Interim data among the 124 veterans having adequate follow-up showed that those in the SAFE VET intervention group received a mean of 7.2 follow-up calls.
Compared with their peers in the control group, veterans in the intervention group were less likely at 1 month to have suicidal intent with or without a plan (15% vs. 22%), but the difference diminished thereafter.
"It seems like we are getting our biggest effects at 1 month and then at around 3 months; the groups appear to be equal," commented Dr. Stanley.
In interviews conducted several months after the intervention, 55% of veterans in that group said that it was very helpful for staying safe; 69% and 76% were very satisfied with the safety planning and the follow-up monitoring, respectively, she reported.
Fully 61% of veterans in the intervention group had used their safety plan to avert a suicidal crisis.

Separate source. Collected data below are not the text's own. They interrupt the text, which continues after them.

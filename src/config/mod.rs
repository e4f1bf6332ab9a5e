//! Persisted item and folder configuration consumed by the cache builder.
//!
//! Every settings struct is `#[serde(default)]` and carries a flattened
//! `extra` map, so documents written by newer tools round-trip without
//! losing fields the engine does not understand.

use crate::image::Rect;
use chrono::NaiveTime;
use serde::{Deserialize, Serialize};
use serde_json::{Map, Value};
use std::fmt;
use std::path::PathBuf;

mod engine;

pub use engine::{
    ActionSettings, CaptureSettings, EcoSettings, EngineSettings, LifecycleSettings,
    PrioritySettings, QuickTimerSettings, ScaleSettings, ScaleSweep, StabilitySettings,
};

/// Slash-separated path of a registered image inside the configuration tree.
#[derive(Clone, Debug, Default, PartialEq, Eq, PartialOrd, Ord, Hash, Serialize, Deserialize)]
#[serde(transparent)]
pub struct ItemPath(String);

impl ItemPath {
    /// Wraps a path string.
    pub fn new(path: impl Into<String>) -> Self {
        Self(path.into())
    }

    /// Joins a child name onto a parent path.
    pub fn join(parent: &str, name: &str) -> Self {
        if parent.is_empty() {
            Self(name.to_string())
        } else {
            Self(format!("{parent}/{name}"))
        }
    }

    /// The path as a string slice.
    pub fn as_str(&self) -> &str {
        &self.0
    }

    /// Last path component.
    pub fn name(&self) -> &str {
        self.0.rsplit('/').next().unwrap_or(&self.0)
    }
}

impl fmt::Display for ItemPath {
    fn fmt(&self, f: &mut fmt::Formatter<'_>) -> fmt::Result {
        f.write_str(&self.0)
    }
}

impl From<&str> for ItemPath {
    fn from(value: &str) -> Self {
        Self::new(value)
    }
}

/// How a match is turned into a click position.
#[derive(Clone, Copy, Debug, Default, PartialEq, Eq, Serialize, Deserialize)]
#[serde(rename_all = "snake_case")]
pub enum ClickMode {
    /// Fixed offset inside the template (`click_point`).
    #[default]
    Point,
    /// Center of the matched rectangle.
    Range,
    /// Uniformly random point inside the matched rectangle.
    Random,
}

/// Whether an ROI crops the template or restricts the search window.
#[derive(Clone, Copy, Debug, Default, PartialEq, Eq, Serialize, Deserialize)]
#[serde(rename_all = "snake_case")]
pub enum RoiMode {
    /// Template pixels outside `rect` are dropped before matching.
    #[default]
    Fixed,
    /// Matching only searches `rect` of the recognition area.
    Variable,
}

/// Region of interest for one item.
#[derive(Clone, Debug, Default, PartialEq, Serialize, Deserialize)]
#[serde(default)]
pub struct RoiSettings {
    /// Crop or search-window semantics.
    pub mode: RoiMode,
    /// Template-relative (fixed) or area-relative (variable) rectangle.
    pub rect: Rect,
}

/// Condition text recognition must confirm before an item may be clicked.
#[derive(Clone, Debug, Default, PartialEq, Serialize, Deserialize)]
#[serde(default)]
pub struct OcrCondition {
    /// Region to read, relative to the template's top-left at base scale.
    pub region: Rect,
    /// Text the evaluator compares against.
    pub expected: String,
    /// Minimum recognition confidence (0..100).
    pub min_confidence: f32,
    /// Evaluator-specific fields.
    #[serde(flatten)]
    pub extra: Map<String, Value>,
}

/// Daily wall-clock windows in which an item may be clicked.
#[derive(Clone, Debug, Default, PartialEq, Serialize, Deserialize)]
#[serde(default)]
pub struct TimerSchedule {
    /// Start times as `HH:MM` or `HH:MM:SS`.
    pub times: Vec<String>,
    /// Length of each window in seconds.
    pub window_secs: f64,
}

impl TimerSchedule {
    /// Returns true if `now` falls inside any window. Unparseable entries are ignored.
    pub fn is_open(&self, now: NaiveTime) -> bool {
        let window = chrono::Duration::milliseconds((self.window_secs.max(0.0) * 1000.0) as i64);
        self.times.iter().filter_map(|t| parse_time(t)).any(|start| {
            let elapsed = now.signed_duration_since(start);
            let elapsed = if elapsed < chrono::Duration::zero() {
                elapsed + chrono::Duration::days(1)
            } else {
                elapsed
            };
            elapsed <= window
        })
    }
}

fn parse_time(value: &str) -> Option<NaiveTime> {
    NaiveTime::parse_from_str(value, "%H:%M:%S")
        .or_else(|_| NaiveTime::parse_from_str(value, "%H:%M"))
        .ok()
}

/// Per-image settings.
#[derive(Clone, Debug, PartialEq, Serialize, Deserialize)]
#[serde(default)]
pub struct ItemSettings {
    /// Disabled items are left out of the cache.
    pub enabled: bool,
    /// Click strategy.
    pub click_mode: ClickMode,
    /// Template-relative click offset for `ClickMode::Point`.
    pub click_point: Option<[i32; 2]>,
    /// Template-relative click area for `ClickMode::Range` and `ClickMode::Random`.
    /// The whole match is used when unset.
    pub click_rect: Option<Rect>,
    /// Use the secondary mouse button.
    pub right_click: bool,
    /// Optional region of interest.
    pub roi: Option<RoiSettings>,
    /// Minimum correlation score.
    pub threshold: f32,
    /// Seconds a detection must persist before it may be clicked.
    pub interval_secs: f64,
    /// Extra seconds before the same item may be clicked again.
    pub debounce_secs: f64,
    /// Deferred (countdown) item instead of an immediate one.
    pub backup: bool,
    /// Dwell time of the countdown for backup items.
    pub backup_dwell_secs: f64,
    /// Optional text confirmation.
    pub ocr: Option<OcrCondition>,
    /// Optional fixed-time schedule.
    pub timer: Option<TimerSchedule>,
    /// Unknown fields, preserved verbatim.
    #[serde(flatten)]
    pub extra: Map<String, Value>,
}

impl Default for ItemSettings {
    fn default() -> Self {
        Self {
            enabled: true,
            click_mode: ClickMode::Point,
            click_point: None,
            click_rect: None,
            right_click: false,
            roi: None,
            threshold: 0.8,
            interval_secs: 0.0,
            debounce_secs: 0.0,
            backup: false,
            backup_dwell_secs: 5.0,
            ocr: None,
            timer: None,
            extra: Map::new(),
        }
    }
}

impl ItemSettings {
    /// Point strategy needs an explicit offset; the other strategies fall
    /// back to the match rect, but an empty `click_rect` disables them.
    pub fn has_click_target(&self) -> bool {
        match self.click_mode {
            ClickMode::Point => self.click_point.is_some(),
            ClickMode::Range | ClickMode::Random => {
                self.click_rect.is_none_or(|r| r.is_valid())
            }
        }
    }

    /// Origin of the fixed ROI crop, `(0, 0)` without one.
    pub fn roi_origin(&self) -> (i32, i32) {
        match &self.roi {
            Some(roi) if roi.mode == RoiMode::Fixed => (roi.rect.x, roi.rect.y),
            _ => (0, 0),
        }
    }

    /// Search window for variable ROIs.
    pub fn search_rect(&self) -> Option<Rect> {
        match &self.roi {
            Some(roi) if roi.mode == RoiMode::Variable && roi.rect.is_valid() => Some(roi.rect),
            _ => None,
        }
    }
}

/// Behaviour of a folder and everything beneath it.
#[derive(Clone, Copy, Debug, Default, PartialEq, Eq, Hash, Serialize, Deserialize)]
#[serde(rename_all = "snake_case")]
pub enum FolderMode {
    /// Plain grouping.
    #[default]
    Normal,
    /// Subtree is ignored.
    Excluded,
    /// A click on any item pauses the whole folder.
    Cooldown,
    /// A match narrows the search to this folder until every item was clicked.
    PriorityImage,
    /// Periodically narrows the search to this folder for a fixed duration.
    PriorityTimer,
    /// A match clicks this folder's items in declared order.
    PrioritySequence,
}

impl FolderMode {
    /// Modes that narrow candidate search while active.
    pub fn is_priority(self) -> bool {
        matches!(
            self,
            FolderMode::PriorityImage | FolderMode::PriorityTimer | FolderMode::PrioritySequence
        )
    }
}

/// Per-folder settings.
#[derive(Clone, Debug, PartialEq, Serialize, Deserialize)]
#[serde(default)]
pub struct FolderSettings {
    /// Folder behaviour.
    pub mode: FolderMode,
    /// Cooldown length for `FolderMode::Cooldown`.
    pub cooldown_secs: f64,
    /// Period between timer-priority episodes.
    pub timer_interval_secs: f64,
    /// Length of one timer-priority episode.
    pub timer_duration_secs: f64,
    /// Item name that starts an image/sequence priority episode (any item when unset).
    pub trigger: Option<String>,
    /// Delay between sequence steps.
    pub sequence_interval_secs: f64,
    /// No-activity timeout override for priority episodes.
    pub activity_timeout_secs: Option<f64>,
    /// Unknown fields, preserved verbatim.
    #[serde(flatten)]
    pub extra: Map<String, Value>,
}

impl Default for FolderSettings {
    fn default() -> Self {
        Self {
            mode: FolderMode::Normal,
            cooldown_secs: 0.0,
            timer_interval_secs: 300.0,
            timer_duration_secs: 30.0,
            trigger: None,
            sequence_interval_secs: 0.5,
            activity_timeout_secs: None,
            extra: Map::new(),
        }
    }
}

/// Folder node in the configuration tree.
#[derive(Clone, Debug, Default, PartialEq, Serialize, Deserialize)]
pub struct FolderNode {
    /// Folder name (one path component).
    pub name: String,
    /// Folder settings.
    #[serde(default)]
    pub settings: FolderSettings,
    /// Children in declared order.
    #[serde(default)]
    pub children: Vec<ConfigNode>,
}

/// Registered image node.
#[derive(Clone, Debug, Default, PartialEq, Serialize, Deserialize)]
pub struct ImageNode {
    /// Item name (one path component).
    pub name: String,
    /// Bitmap location, relative to the tree's `root_dir` unless absolute.
    pub file: PathBuf,
    /// Item settings.
    #[serde(default)]
    pub settings: ItemSettings,
}

/// Node of the configuration tree.
#[derive(Clone, Debug, PartialEq, Serialize, Deserialize)]
#[serde(tag = "kind", rename_all = "snake_case")]
pub enum ConfigNode {
    /// A folder.
    Folder(FolderNode),
    /// A registered image.
    Image(ImageNode),
}

impl ConfigNode {
    /// Convenience constructor for a folder.
    pub fn folder(name: &str, settings: FolderSettings, children: Vec<ConfigNode>) -> Self {
        ConfigNode::Folder(FolderNode {
            name: name.to_string(),
            settings,
            children,
        })
    }

    /// Convenience constructor for an image.
    pub fn image(name: &str, file: impl Into<PathBuf>, settings: ItemSettings) -> Self {
        ConfigNode::Image(ImageNode {
            name: name.to_string(),
            file: file.into(),
            settings,
        })
    }
}

/// Whole persisted configuration tree.
#[derive(Clone, Debug, Default, PartialEq, Serialize, Deserialize)]
#[serde(default)]
pub struct ConfigTree {
    /// Directory image files are resolved against.
    pub root_dir: PathBuf,
    /// Top-level nodes in declared order.
    pub nodes: Vec<ConfigNode>,
}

These users said that the plan helped them contact a professional (50%), contact social support (39%), use an internal coping strategy (26%), and recognize a warning sign of suicidal crisis (21%).
Veterans said that the most helpful aspect of the follow-up calls was regularly checking in (75%) and feeling cared for (58%).
The research was funded by the U.S. Department of Defense and the U.S. Veterans Health Administration.
AT APA ANNUAL MEETING
Major Finding: The rate of suicidal intent at 1 month was about 15% among veterans in the intervention group, compared with 22% among veterans receiving usual care.
Data Source: A study of 222 veterans who had a moderate suicide risk and were discharged from the emergency department.
Disclosures: The research was funded by the Department of Defense and the Veterans Health Administration.